Explanation
django-readers
provides a set of tools to help with the parts of your business logic that are responsible for reads from the database: selecting and transforming data before presenting it to clients. It can be used with views that render Django templates as well as Django REST framework views.
The functionality that django-readers
provides is deliberately straightforward and interoperable with existing Django libraries, patterns and practices. You can choose to use just the parts of django-readers
that appeal to you and make sense in your project.
A django-readers
"spec" precisely specifies the data that your view depends on (which particular fields from which related models). Only this data will be fetched from the database, in the most efficient way possible. This is intended to avoid the N+1 queries problem and can dramatically improve the performance of your application.
However, django-readers
is more than just this. It is also intended to suggest patterns which help with organising business logic in a Django codebase, following a function-oriented style. It introduces a few simple concepts, and provides some tools to assemble them together into a working application. It can easily be combined with existing patterns and libraries.
- queryset preparation functions replace custom queryset methods and encapsulate data selection: filtering, annotation etc. They can be composed to express complex selection logic.
- producer and projector functions replace model methods and encapsulate business logic for transforming and presenting data. They can be combined to form lightweight business objects (dictionaries) that are the right shape for the code that consumes them.

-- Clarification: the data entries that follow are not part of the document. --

//! HTTP error boundary.
//!
//! Every handler returns `Result<_, ApiError>`; the variant decides both the status
//! code and which of the two error payloads is sent.

use crate::catalog::{CatalogError, EntityKind};
use crate::serialization::{ErrorBody, ErrorsBody};
use crate::validation::ValidationError;
use axum::http::StatusCode;
use axum::response::{IntoResponse, Response};
use axum::Json;
use thiserror::Error;

#[derive(Debug, Error)]
pub enum ApiError {
    /// 404 `{"error": "<Entity> not found"}`
    #[error("{entity} not found")]
    NotFound { entity: EntityKind },

    /// 400 `{"errors": [...]}`
    #[error(transparent)]
    Validation(#[from] ValidationError),

    /// 400 `{"errors": [...]}` for a body that could not be read as JSON.
    #[error("{0}")]
    MalformedBody(String),

    /// 500 `{"error": "..."}`
    #[error("Internal server error: {message}")]
    Internal { message: String },
}

impl ApiError {
    pub fn not_found(entity: EntityKind) -> Self {
        Self::NotFound { entity }
    }

    pub fn internal(message: impl Into<String>) -> Self {
        Self::Internal {
            message: message.into(),
        }
    }

    pub fn status_code(&self) -> StatusCode {
        match self {
            Self::NotFound { .. } => StatusCode::NOT_FOUND,
            Self::Validation(_) | Self::MalformedBody(_) => StatusCode::BAD_REQUEST,
            Self::Internal { .. } => StatusCode::INTERNAL_SERVER_ERROR,
        }
    }
}

impl From<CatalogError> for ApiError {
    fn from(e: CatalogError) -> Self {
        match e {
            CatalogError::NotFound { entity, .. }
            | CatalogError::ReferenceNotFound { entity, .. } => Self::not_found(entity),
            other => Self::internal(other.to_string()),
        }
    }
}

impl IntoResponse for ApiError {
    fn into_response(self) -> Response {
        let status_code = self.status_code();
        match self {
            Self::Validation(e) => {
                (status_code, Json(ErrorsBody { errors: e.messages() })).into_response()
            }
            Self::MalformedBody(message) => {
                (status_code, Json(ErrorsBody { errors: vec![message] })).into_response()
            }
            other => {
                if status_code.is_server_error() {
                    tracing::error!(error = %other, "Request failed");
                }
                let error = other.to_string();
                (status_code, Json(ErrorBody { error })).into_response()
            }
        }
    }
}

#[cfg(test)]
mod tests {
    use super::*;
    use crate::pizza_actor::PizzaError;
    use crate::restaurant_actor::RestaurantError;
    use http_body_util::BodyExt;
    use serde_json::{json, Value};

    async fn body_json(error: ApiError) -> (StatusCode, Value) {
        let response = error.into_response();
        let status = response.status();
        let body = response.into_body().collect().await.unwrap().to_bytes();
        (status, serde_json::from_slice(&body).unwrap())
    }

    #[tokio::test]
    async fn test_not_found_payload() {
        let error = ApiError::from(CatalogError::NotFound {
            entity: EntityKind::Restaurant,
            id: "restaurant_999".into(),
        });
        assert_eq!(
            body_json(error).await,
            (StatusCode::NOT_FOUND, json!({"error": "Restaurant not found"}))
        );
    }

    #[tokio::test]
    async fn test_reference_not_found_is_404() {
        let error = ApiError::from(CatalogError::ReferenceNotFound {
            entity: EntityKind::Pizza,
            id: "pizza_7".into(),
        });
        assert_eq!(
            body_json(error).await,
            (StatusCode::NOT_FOUND, json!({"error": "Pizza not found"}))
        );
    }

    #[tokio::test]
    async fn test_validation_payload_lists_errors() {
        let error = ApiError::from(ValidationError::MissingField(vec!["price", "pizza_id"]));
        assert_eq!(
            body_json(error).await,
            (
                StatusCode::BAD_REQUEST,
                json!({"errors": ["price is required", "pizza_id is required"]})
            )
        );

        let (status, body) = body_json(ApiError::from(ValidationError::InvalidPrice)).await;
        assert_eq!(status, StatusCode::BAD_REQUEST);
        assert_eq!(body["errors"].as_array().map(Vec::len), Some(1));
    }

    #[tokio::test]
    async fn test_store_failures_are_500() {
        let error = ApiError::from(CatalogError::Restaurant(
            RestaurantError::ActorCommunicationError("Actor closed".into()),
        ));
        let (status, body) = body_json(error).await;
        assert_eq!(status, StatusCode::INTERNAL_SERVER_ERROR);
        assert!(body["error"].as_str().unwrap().contains("Actor closed"));

        let error = ApiError::from(CatalogError::Pizza(PizzaError::ValidationError("blank".into())));
        assert_eq!(error.status_code(), StatusCode::INTERNAL_SERVER_ERROR);

        let error = ApiError::from(CatalogError::from(crate::model::PriceOutOfRange(0)));
        assert_eq!(error.status_code(), StatusCode::INTERNAL_SERVER_ERROR);
    }
}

- reader pairs combine queryset functions and producers (or projectors), expressing the dependencies between them.
- a high-level spec provides a concise way to express exactly which data should be selected and projected at the point of use.
Motivation¶
Django common practices encourage a "fat models" approach. Most of the business logic of the application goes in the model layer (on the models themselves, or on custom managers or querysets). Experience has suggested that this is often a bad idea for several reasons:
First, it goes against the Single Responsibility Principle. Models are already responsible for mapping between your database tables and your application code and back again. This mapping is a highly complex task, and that's quite enough for one set of classes to be responsible for.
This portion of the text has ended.